Theater
Songs for a New World
“The characters presented throughout the show find themselves in extremely relatable circumstances, and we as viewers watch as they find themselves on the cusp of making important decisions that could affect the rest of their lives,” says All In Productions associate artistic director Tim Backes about his company’s next production. “This is a show that is renowned for its outstanding music, but its real power is in the genuine portrayals of truly human experiences and decisions that people around the world have to face on a daily basis.”
Jason Robert Brown’s Songs for a New World is a collection of musical stories centered on the theme of entering a “new world,” or, as Brown says, “It’s about one moment; it’s about hitting the wall and having to make a choice, or take a stand, or turn around and go back.” The “songs” of the title, then, are individual stories of the ordinary human beings that populate the show. The “new world” is that of their current situation—the choices they have to face. Four actors each playing two different characters perform this entirely sung-through musical. No kings or queens, generals or artists, just “normal” people all—hence the relatability, the universality, of the lives and situations Songs explicates. (John Jahn)

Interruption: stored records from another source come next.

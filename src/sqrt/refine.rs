//! Reciprocal square root refinement.
//!
//! `r` approaches `1/sqrt(m)` and `s = m*r` approaches `sqrt(m)` through a
//! fixed pipeline: a 7-bit table seed, one Goldschmidt step at 32 bits, two
//! at 64 bits, one at 128 bits. Each step roughly doubles the correct bits,
//! which is what lets the truncation error of the multiply primitives
//! (documented in [`crate::wide`]) wash out instead of accumulating. The
//! stage widths and count are load-bearing: a shorter or reordered pipeline
//! breaks the error bounds quoted below.

use super::*;
use crate::wide::*;

// 3.0 in UQ2.30 / UQ2.62 / UQ2.126
const THREE32: u32 = 0xc0000000;
const THREE64: u64 = 0xc000000000000000;
const THREE128: U128 = U128::new(0xc000000000000000, 0);

/// `r ~ 1/sqrt(m)` in UQ0.64, for `m` in `[1, 4)` given as UQ2.126.
///
/// `i` is the table index: exponent parity bit and the top six fraction
/// bits. On return, `|r*sqrt(m) - 1| < 0x1.c001p-59`.
pub(super) fn rsqrt(i: usize, ml: U128) -> u64 {
    let r = (RSQRT_TAB[i] as u32) << 16;
    // |r sqrt(m) - 1| < 0x1p-8

    // one step at 32 bits
    let s = mul32((ml.hi >> 32) as u32, r);
    let d = mul32(s, r);
    let u = THREE32.wrapping_sub(d);
    let r = mul32(r, u) << 1;
    // |r sqrt(m) - 1| < 0x1.7bp-16

    // first step at 64 bits; s is recomputed from m at the new width
    let r = (r as u64) << 32;
    let s = mul64_approx(ml.hi, r);
    let d = mul64_approx(s, r);
    let u = THREE64.wrapping_sub(d);
    let r = mul64_approx(r, u) << 1;
    // |r sqrt(m) - 1| < 0x1.a5p-31

    // second step at 64 bits: one step alone cannot push the error low
    // enough to seed the 128-bit stage
    let s = mul64_approx(s, u) << 1;
    let d = mul64_approx(s, r);
    let u = THREE64.wrapping_sub(d);
    let r = mul64_approx(r, u) << 1;
    // |r sqrt(m) - 1| < 0x1.c001p-59
    r
}

/// Final 128-bit step and candidate extraction.
///
/// Returns the truncated root `t` with `t < sqrt(m)*2^p < t + 1.5`, and the
/// two residual words that decide rounding: `d1 = t - (m*2^2p - t^2)` and
/// `d2 = d1 + t + 1`, both mod 2^128. `d2 == 0` exactly when the root is
/// `t + 1`; otherwise the signs of `d1`/`d2` place the root within the
/// window.
pub(super) fn sqrt_candidate(ml: U128, r: u64, p: u32) -> (U128, U128, U128) {
    let rl = U128::new(r, 0);
    let sl = mul128_approx(ml, rl); // UQ2.126, s ~ sqrt(m)
    let dl = mul128_approx(sl, rl);
    let ul = THREE128.sub128(dl);
    let sl = mul128_approx(sl, ul); // UQ3.125
    // -0x1p-114 < s - sqrt(m) < 0x1p-121; subtracting 16 makes the
    // approximation one-sided before the truncating shift
    let t = sl.sub64(16).shr(125 - p);
    // t < sqrt(m)*2^p < t + 1.5

    // exact residual of the candidate, mod 2^128
    let d0 = ml.shl(2 * p - 126).sub128(mul128_lo(t, t));
    let d1 = t.sub128(d0);
    let d2 = d1.add128(t).add64(1);
    (t, d1, d2)
}

/// `1/sqrt(m)` seeds in UQ0.16, indexed by the exponent parity bit and the
/// top six fraction bits. Every entry satisfies
/// `|tab*2^-16*sqrt(m) - 1| < 2^-8` over its index's whole interval, the
/// starting bound the pipeline above relies on.
#[rustfmt::skip]
static RSQRT_TAB: [u16; 128] = [
    0xb451, 0xb2f0, 0xb196, 0xb044, 0xaef9, 0xadb6, 0xac79, 0xab43,
    0xaa14, 0xa8eb, 0xa7c8, 0xa6aa, 0xa592, 0xa480, 0xa373, 0xa26b,
    0xa168, 0xa06a, 0x9f70, 0x9e7b, 0x9d8a, 0x9c9d, 0x9bb5, 0x9ad1,
    0x99f0, 0x9913, 0x983a, 0x9765, 0x9693, 0x95c4, 0x94f8, 0x9430,
    0x936b, 0x92a9, 0x91ea, 0x912e, 0x9075, 0x8fbe, 0x8f0a, 0x8e59,
    0x8daa, 0x8cfe, 0x8c54, 0x8bac, 0x8b07, 0x8a64, 0x89c4, 0x8925,
    0x8889, 0x87ee, 0x8756, 0x86c0, 0x862b, 0x8599, 0x8508, 0x8479,
    0x83ec, 0x8361, 0x82d8, 0x8250, 0x81c9, 0x8145, 0x80c2, 0x8040,
    0xff02, 0xfd0e, 0xfb25, 0xf947, 0xf773, 0xf5aa, 0xf3ea, 0xf234,
    0xf087, 0xeee3, 0xed47, 0xebb3, 0xea27, 0xe8a3, 0xe727, 0xe5b2,
    0xe443, 0xe2dc, 0xe17a, 0xe020, 0xdecb, 0xdd7d, 0xdc34, 0xdaf1,
    0xd9b3, 0xd87b, 0xd748, 0xd61a, 0xd4f1, 0xd3cd, 0xd2ad, 0xd192,
    0xd07b, 0xcf69, 0xce5b, 0xcd51, 0xcc4a, 0xcb48, 0xca4a, 0xc94f,
    0xc858, 0xc764, 0xc674, 0xc587, 0xc49d, 0xc3b7, 0xc2d4, 0xc1f4,
    0xc116, 0xc03c, 0xbf65, 0xbe90, 0xbdbe, 0xbcef, 0xbc23, 0xbb59,
    0xba91, 0xb9cc, 0xb90a, 0xb84a, 0xb78c, 0xb6d0, 0xb617, 0xb560,
];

April 19-28 at Redeemer Lutheran Church, 631 N. 19th St. For tickets, call 414-732-0347 or visit allin-mke.com/upcoming.
A Piece of My Heart
Cooperative Performance presents a new staging by director Abigail Stein of a celebrated 1991 play by Shirley Lauro about women who served overseas in the Vietnam War. “We watch six women enlist, experience trauma in the warzone and then try to re-acclimate themselves back to American life,” Stein said. “I fell in love with this play at age 16 when I realized there were women vets with traumatic stories. It’s important to tell them.” Stein’s collaborators for the production include the Milwaukee Women’s Post 448 where “women vets of modern wars can find a haven for an array of support,” Stein said.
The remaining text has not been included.